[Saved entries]
········
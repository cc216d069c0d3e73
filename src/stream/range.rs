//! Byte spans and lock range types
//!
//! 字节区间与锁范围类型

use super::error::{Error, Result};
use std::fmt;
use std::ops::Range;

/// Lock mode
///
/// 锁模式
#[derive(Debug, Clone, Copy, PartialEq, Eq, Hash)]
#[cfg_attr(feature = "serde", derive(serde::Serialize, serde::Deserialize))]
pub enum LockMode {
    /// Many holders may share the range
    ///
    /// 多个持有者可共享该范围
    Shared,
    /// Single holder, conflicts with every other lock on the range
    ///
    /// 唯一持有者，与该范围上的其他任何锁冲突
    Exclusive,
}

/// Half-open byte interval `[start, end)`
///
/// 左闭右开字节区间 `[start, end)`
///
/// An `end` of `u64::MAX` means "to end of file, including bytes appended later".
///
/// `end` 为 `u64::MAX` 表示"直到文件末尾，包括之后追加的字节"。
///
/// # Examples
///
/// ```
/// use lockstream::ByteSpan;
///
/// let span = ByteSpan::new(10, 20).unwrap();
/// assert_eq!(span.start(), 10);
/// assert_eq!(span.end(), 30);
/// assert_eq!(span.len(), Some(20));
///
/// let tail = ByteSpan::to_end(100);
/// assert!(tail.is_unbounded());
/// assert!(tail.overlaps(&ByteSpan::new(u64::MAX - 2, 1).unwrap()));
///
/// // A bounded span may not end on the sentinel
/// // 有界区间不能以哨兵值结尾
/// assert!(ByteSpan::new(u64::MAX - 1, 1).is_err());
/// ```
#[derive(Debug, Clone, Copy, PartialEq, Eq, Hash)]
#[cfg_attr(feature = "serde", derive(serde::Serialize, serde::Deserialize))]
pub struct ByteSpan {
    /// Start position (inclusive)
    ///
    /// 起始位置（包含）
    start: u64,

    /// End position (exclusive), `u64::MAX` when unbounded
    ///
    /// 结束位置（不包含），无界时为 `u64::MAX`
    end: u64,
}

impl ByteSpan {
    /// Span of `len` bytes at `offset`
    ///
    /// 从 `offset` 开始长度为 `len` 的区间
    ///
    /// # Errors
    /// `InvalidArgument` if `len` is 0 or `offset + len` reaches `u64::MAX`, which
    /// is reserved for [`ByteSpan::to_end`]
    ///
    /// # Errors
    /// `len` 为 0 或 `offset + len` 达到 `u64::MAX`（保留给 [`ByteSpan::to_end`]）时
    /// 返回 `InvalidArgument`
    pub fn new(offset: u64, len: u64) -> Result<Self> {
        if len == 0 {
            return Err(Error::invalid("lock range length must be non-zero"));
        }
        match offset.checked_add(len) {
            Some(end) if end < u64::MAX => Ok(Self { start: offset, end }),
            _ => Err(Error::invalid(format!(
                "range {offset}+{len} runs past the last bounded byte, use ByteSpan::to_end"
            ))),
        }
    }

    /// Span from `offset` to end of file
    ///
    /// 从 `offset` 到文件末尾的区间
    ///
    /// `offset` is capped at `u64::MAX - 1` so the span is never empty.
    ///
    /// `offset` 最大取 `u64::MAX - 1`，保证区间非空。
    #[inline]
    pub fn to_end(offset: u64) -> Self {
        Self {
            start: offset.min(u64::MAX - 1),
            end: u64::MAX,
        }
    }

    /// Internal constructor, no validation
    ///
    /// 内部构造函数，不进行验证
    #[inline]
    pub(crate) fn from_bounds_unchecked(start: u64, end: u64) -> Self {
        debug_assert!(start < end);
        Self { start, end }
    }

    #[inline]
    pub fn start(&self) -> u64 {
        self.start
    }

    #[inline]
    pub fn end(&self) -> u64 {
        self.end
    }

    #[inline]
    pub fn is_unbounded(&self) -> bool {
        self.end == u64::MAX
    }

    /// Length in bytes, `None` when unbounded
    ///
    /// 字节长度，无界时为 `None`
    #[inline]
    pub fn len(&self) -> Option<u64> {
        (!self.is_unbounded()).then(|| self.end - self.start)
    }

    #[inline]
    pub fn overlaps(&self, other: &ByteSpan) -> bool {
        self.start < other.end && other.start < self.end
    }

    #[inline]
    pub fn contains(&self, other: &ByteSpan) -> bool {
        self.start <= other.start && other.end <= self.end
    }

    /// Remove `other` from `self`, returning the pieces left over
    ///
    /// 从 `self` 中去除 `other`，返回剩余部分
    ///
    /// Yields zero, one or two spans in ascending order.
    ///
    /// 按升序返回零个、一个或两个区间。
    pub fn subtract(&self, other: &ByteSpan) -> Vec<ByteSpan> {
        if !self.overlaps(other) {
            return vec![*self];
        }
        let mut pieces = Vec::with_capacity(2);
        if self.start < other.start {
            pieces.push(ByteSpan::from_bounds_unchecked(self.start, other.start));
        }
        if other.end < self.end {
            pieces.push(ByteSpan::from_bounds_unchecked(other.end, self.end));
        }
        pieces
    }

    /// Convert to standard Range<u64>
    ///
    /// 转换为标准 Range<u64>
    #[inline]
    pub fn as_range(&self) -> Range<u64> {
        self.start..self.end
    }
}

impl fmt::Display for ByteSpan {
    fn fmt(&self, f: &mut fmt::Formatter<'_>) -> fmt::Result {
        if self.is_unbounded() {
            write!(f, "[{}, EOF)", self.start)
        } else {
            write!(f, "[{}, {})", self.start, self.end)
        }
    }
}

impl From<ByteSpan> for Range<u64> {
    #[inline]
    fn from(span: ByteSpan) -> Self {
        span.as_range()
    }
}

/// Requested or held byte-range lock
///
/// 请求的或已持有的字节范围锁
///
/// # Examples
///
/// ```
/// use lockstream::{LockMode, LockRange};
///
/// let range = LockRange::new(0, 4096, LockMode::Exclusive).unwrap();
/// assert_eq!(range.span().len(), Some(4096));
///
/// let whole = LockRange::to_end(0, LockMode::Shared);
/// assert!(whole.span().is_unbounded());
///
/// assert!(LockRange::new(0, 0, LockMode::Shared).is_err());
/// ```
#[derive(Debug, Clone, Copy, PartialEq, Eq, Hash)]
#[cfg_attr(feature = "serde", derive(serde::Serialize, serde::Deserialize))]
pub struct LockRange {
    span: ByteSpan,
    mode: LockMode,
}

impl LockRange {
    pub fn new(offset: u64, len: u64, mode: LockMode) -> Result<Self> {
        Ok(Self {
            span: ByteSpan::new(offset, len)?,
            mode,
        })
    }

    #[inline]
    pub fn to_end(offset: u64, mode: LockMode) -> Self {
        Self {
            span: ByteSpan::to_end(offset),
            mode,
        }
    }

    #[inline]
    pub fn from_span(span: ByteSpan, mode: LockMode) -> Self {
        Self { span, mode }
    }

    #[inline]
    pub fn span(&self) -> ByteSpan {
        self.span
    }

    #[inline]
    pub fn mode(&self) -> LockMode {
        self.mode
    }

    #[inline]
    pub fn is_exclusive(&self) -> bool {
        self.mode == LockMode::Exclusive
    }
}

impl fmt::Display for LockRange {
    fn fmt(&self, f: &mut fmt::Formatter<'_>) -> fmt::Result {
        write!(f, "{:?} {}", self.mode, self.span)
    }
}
········
_Task brief:_
An exact copy of every record above is needed. Write it out word for word.

_Task response:_
repository cc216d069c0d3e73
filename src/stream/range.rs
//! Byte spans and lock range types
//!
//! 字节区间与锁范围类型

use super::error::{Error, Result};
use std::fmt;
use std::ops::Range;

/// Lock mode
///
/// 锁模式
#[derive(Debug, Clone, Copy, PartialEq, Eq, Hash)]
#[cfg_attr(feature = "serde", derive(serde::Serialize, serde::Deserialize))]
pub enum LockMode {
    /// Many holders may share the range
    ///
    /// 多个持有者可共享该范围
    Shared,
    /// Single holder, conflicts with every other lock on the range
    ///
    /// 唯一持有者，与该范围上的其他任何锁冲突
    Exclusive,
}

/// Half-open byte interval `[start, end)`
///
/// 左闭右开字节区间 `[start, end)`
///
/// An `end` of `u64::MAX` means "to end of file, including bytes appended later".
///
/// `end` 为 `u64::MAX` 表示"直到文件末尾，包括之后追加的字节"。
///
/// # Examples
///
/// ```
/// use lockstream::ByteSpan;
///
/// let span = ByteSpan::new(10, 20).unwrap();
/// assert_eq!(span.start(), 10);
/// assert_eq!(span.end(), 30);
/// assert_eq!(span.len(), Some(20));
///
/// let tail = ByteSpan::to_end(100);
/// assert!(tail.is_unbounded());
/// assert!(tail.overlaps(&ByteSpan::new(u64::MAX - 2, 1).unwrap()));
///
/// // A bounded span may not end on the sentinel
/// // 有界区间不能以哨兵值结尾
/// assert!(ByteSpan::new(u64::MAX - 1, 1).is_err());
/// ```
#[derive(Debug, Clone, Copy, PartialEq, Eq, Hash)]
#[cfg_attr(feature = "serde", derive(serde::Serialize, serde::Deserialize))]
pub struct ByteSpan {
    /// Start position (inclusive)
    ///
    /// 起始位置（包含）
    start: u64,

    /// End position (exclusive), `u64::MAX` when unbounded
    ///
    /// 结束位置（不包含），无界时为 `u64::MAX`
    end: u64,
}

impl ByteSpan {
    /// Span of `len` bytes at `offset`
    ///
    /// 从 `offset` 开始长度为 `len` 的区间
    ///
    /// # Errors
    /// `InvalidArgument` if `len` is 0 or `offset + len` reaches `u64::MAX`, which
    /// is reserved for [`ByteSpan::to_end`]
    ///
    /// # Errors
    /// `len` 为 0 或 `offset + len` 达到 `u64::MAX`（保留给 [`ByteSpan::to_end`]）时
    /// 返回 `InvalidArgument`
    pub fn new(offset: u64, len: u64) -> Result<Self> {
        if len == 0 {
            return Err(Error::invalid("lock range length must be non-zero"));
        }
        match offset.checked_add(len) {
            Some(end) if end < u64::MAX => Ok(Self { start: offset, end }),
            _ => Err(Error::invalid(format!(
                "range {offset}+{len} runs past the last bounded byte, use ByteSpan::to_end"
            ))),
        }
    }

    /// Span from `offset` to end of file
    ///
    /// 从 `offset` 到文件末尾的区间
    ///
    /// `offset` is capped at `u64::MAX - 1` so the span is never empty.
    ///
    /// `offset` 最大取 `u64::MAX - 1`，保证区间非空。
    #[inline]
    pub fn to_end(offset: u64) -> Self {
        Self {
            start: offset.min(u64::MAX - 1),
            end: u64::MAX,
        }
    }

    /// Internal constructor, no validation
    ///
    /// 内部构造函数，不进行验证
    #[inline]
    pub(crate) fn from_bounds_unchecked(start: u64, end: u64) -> Self {
        debug_assert!(start < end);
        Self { start, end }
    }

    #[inline]
    pub fn start(&self) -> u64 {
        self.start
    }

    #[inline]
    pub fn end(&self) -> u64 {
        self.end
    }

    #[inline]
    pub fn is_unbounded(&self) -> bool {
        self.end == u64::MAX
    }

    /// Length in bytes, `None` when unbounded
    ///
    /// 字节长度，无界时为 `None`
    #[inline]
    pub fn len(&self) -> Option<u64> {
        (!self.is_unbounded()).then(|| self.end - self.start)
    }

    #[inline]
    pub fn overlaps(&self, other: &ByteSpan) -> bool {
        self.start < other.end && other.start < self.end
    }

    #[inline]
    pub fn contains(&self, other: &ByteSpan) -> bool {
        self.start <= other.start && other.end <= self.end
    }

    /// Remove `other` from `self`, returning the pieces left over
    ///
    /// 从 `self` 中去除 `other`，返回剩余部分
    ///
    /// Yields zero, one or two spans in ascending order.
    ///
    /// 按升序返回零个、一个或两个区间。
    pub fn subtract(&self, other: &ByteSpan) -> Vec<ByteSpan> {
        if !self.overlaps(other) {
            return vec![*self];
        }
        let mut pieces = Vec::with_capacity(2);
        if self.start < other.start {
            pieces.push(ByteSpan::from_bounds_unchecked(self.start, other.start));
        }
        if other.end < self.end {
            pieces.push(ByteSpan::from_bounds_unchecked(other.end, self.end));
        }
        pieces
    }

    /// Convert to standard Range<u64>
    ///
    /// 转换为标准 Range<u64>
    #[inline]
    pub fn as_range(&self) -> Range<u64> {
        self.start..self.end
    }
}

impl fmt::Display for ByteSpan {
    fn fmt(&self, f: &mut fmt::Formatter<'_>) -> fmt::Result {
        if self.is_unbounded() {
            write!(f, "[{}, EOF)", self.start)
        } else {
            write!(f, "[{}, {})", self.start, self.end)
        }
    }
}

impl From<ByteSpan> for Range<u64> {
    #[inline]
    fn from(span: ByteSpan) -> Self {
        span.as_range()
    }
}

/// Requested or held byte-range lock
///
/// 请求的或已持有的字节范围锁
///
/// # Examples
///
/// ```
/// use lockstream::{LockMode, LockRange};
///
/// let range = LockRange::new(0, 4096, LockMode::Exclusive).unwrap();
/// assert_eq!(range.span().len(), Some(4096));
///
/// let whole = LockRange::to_end(0, LockMode::Shared);
/// assert!(whole.span().is_unbounded());
///
/// assert!(LockRange::new(0, 0, LockMode::Shared).is_err());
/// ```
#[derive(Debug, Clone, Copy, PartialEq, Eq, Hash)]
#[cfg_attr(feature = "serde", derive(serde::Serialize, serde::Deserialize))]
pub struct LockRange {
    span: ByteSpan,
    mode: LockMode,
}

impl LockRange {
    pub fn new(offset: u64, len: u64, mode: LockMode) -> Result<Self> {
        Ok(Self {
            span: ByteSpan::new(offset, len)?,
            mode,
        })
    }

    #[inline]
    pub fn to_end(offset: u64, mode: LockMode) -> Self {
        Self {
            span: ByteSpan::to_end(offset),
            mode,
        }
    }

    #[inline]
    pub fn from_span(span: ByteSpan, mode: LockMode) -> Self {
        Self { span, mode }
    }

    #[inline]
    pub fn span(&self) -> ByteSpan {
        self.span
    }

    #[inline]
    pub fn mode(&self) -> LockMode {
        self.mode
    }

    #[inline]
    pub fn is_exclusive(&self) -> bool {
        self.mode == LockMode::Exclusive
    }
}

impl fmt::Display for LockRange {
    fn fmt(&self, f: &mut fmt::Formatter<'_>) -> fmt::Result {
        write!(f, "{:?} {}", self.mode, self.span)
    }
}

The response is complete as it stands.